__Your instructions__.
Please start at the first line of the records beneath and quote each line exactly, ending with the line containing "the same raw".

__Source records__.

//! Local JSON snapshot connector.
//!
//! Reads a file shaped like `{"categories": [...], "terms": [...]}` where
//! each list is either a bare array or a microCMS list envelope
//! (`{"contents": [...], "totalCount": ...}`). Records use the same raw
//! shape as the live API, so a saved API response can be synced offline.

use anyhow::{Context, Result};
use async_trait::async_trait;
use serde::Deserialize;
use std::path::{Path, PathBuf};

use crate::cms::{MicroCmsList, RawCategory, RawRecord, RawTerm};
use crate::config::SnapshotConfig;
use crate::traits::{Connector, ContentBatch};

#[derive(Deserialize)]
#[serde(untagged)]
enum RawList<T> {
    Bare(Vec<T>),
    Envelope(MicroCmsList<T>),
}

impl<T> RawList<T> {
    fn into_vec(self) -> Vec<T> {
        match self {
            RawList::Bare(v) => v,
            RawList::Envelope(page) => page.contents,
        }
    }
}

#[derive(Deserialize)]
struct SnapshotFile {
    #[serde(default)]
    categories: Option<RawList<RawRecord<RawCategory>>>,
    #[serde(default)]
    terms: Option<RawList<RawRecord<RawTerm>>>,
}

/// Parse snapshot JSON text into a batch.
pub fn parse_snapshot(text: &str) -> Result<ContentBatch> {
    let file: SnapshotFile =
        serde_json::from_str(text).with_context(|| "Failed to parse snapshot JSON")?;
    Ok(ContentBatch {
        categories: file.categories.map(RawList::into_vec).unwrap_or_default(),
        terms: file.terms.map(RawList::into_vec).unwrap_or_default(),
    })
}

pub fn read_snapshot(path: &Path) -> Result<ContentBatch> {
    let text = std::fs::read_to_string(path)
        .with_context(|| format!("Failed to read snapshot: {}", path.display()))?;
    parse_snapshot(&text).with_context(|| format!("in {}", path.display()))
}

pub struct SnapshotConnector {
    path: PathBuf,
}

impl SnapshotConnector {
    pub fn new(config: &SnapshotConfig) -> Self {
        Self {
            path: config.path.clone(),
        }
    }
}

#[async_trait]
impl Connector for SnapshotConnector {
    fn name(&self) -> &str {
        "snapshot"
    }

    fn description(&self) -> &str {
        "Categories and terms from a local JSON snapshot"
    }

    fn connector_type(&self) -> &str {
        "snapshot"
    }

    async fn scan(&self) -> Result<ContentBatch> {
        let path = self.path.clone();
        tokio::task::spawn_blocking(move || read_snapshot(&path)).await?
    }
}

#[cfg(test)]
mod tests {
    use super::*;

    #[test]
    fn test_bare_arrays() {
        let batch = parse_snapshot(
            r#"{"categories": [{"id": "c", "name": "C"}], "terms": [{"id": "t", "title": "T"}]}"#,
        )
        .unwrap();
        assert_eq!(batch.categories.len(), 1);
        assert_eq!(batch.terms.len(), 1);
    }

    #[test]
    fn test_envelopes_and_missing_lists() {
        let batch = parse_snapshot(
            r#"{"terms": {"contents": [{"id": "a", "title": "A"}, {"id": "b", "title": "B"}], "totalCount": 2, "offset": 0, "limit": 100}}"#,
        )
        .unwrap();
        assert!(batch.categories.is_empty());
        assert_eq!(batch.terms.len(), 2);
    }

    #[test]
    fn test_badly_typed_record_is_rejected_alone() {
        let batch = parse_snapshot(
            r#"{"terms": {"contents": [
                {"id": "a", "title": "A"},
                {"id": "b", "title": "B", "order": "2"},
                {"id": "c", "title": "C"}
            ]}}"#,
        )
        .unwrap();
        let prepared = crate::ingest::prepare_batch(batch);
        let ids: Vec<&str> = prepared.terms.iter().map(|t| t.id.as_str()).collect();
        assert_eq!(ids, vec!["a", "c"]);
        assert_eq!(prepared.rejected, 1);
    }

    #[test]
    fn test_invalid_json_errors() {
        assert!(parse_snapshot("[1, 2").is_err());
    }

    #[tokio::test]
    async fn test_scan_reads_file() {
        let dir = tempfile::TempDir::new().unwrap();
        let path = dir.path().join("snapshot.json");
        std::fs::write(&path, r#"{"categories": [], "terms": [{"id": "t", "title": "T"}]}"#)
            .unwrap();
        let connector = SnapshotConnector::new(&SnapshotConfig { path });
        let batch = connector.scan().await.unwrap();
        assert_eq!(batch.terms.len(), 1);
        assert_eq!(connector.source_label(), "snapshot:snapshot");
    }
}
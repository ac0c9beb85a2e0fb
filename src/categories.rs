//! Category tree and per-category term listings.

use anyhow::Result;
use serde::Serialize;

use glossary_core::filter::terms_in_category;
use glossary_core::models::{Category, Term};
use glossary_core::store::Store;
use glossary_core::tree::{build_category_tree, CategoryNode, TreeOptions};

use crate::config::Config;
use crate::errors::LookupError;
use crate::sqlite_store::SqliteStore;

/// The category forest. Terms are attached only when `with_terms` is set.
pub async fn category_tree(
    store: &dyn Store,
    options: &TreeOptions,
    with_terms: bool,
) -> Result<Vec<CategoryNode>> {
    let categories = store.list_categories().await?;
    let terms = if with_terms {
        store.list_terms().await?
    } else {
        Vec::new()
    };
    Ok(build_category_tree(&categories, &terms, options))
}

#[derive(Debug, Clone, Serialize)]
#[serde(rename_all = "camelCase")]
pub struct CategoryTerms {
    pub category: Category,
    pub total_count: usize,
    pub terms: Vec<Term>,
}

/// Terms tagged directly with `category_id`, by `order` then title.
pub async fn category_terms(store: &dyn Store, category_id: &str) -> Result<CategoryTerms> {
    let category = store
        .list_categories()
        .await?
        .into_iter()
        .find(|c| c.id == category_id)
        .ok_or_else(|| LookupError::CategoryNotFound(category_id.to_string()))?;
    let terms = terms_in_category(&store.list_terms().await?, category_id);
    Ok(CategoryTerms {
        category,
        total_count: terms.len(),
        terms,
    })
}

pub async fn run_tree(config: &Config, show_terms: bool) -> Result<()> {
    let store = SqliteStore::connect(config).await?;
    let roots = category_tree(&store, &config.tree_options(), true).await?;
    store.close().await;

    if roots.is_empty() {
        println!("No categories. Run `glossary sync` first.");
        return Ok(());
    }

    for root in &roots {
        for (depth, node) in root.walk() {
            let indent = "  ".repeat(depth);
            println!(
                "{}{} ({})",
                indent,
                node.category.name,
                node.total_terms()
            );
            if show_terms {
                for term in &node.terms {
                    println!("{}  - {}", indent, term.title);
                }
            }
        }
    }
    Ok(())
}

__Solution to this task__.
//! Local JSON snapshot connector.
//!
//! Reads a file shaped like `{"categories": [...], "terms": [...]}` where
//! each list is either a bare array or a microCMS list envelope
//! (`{"contents": [...], "totalCount": ...}`). Records use the same raw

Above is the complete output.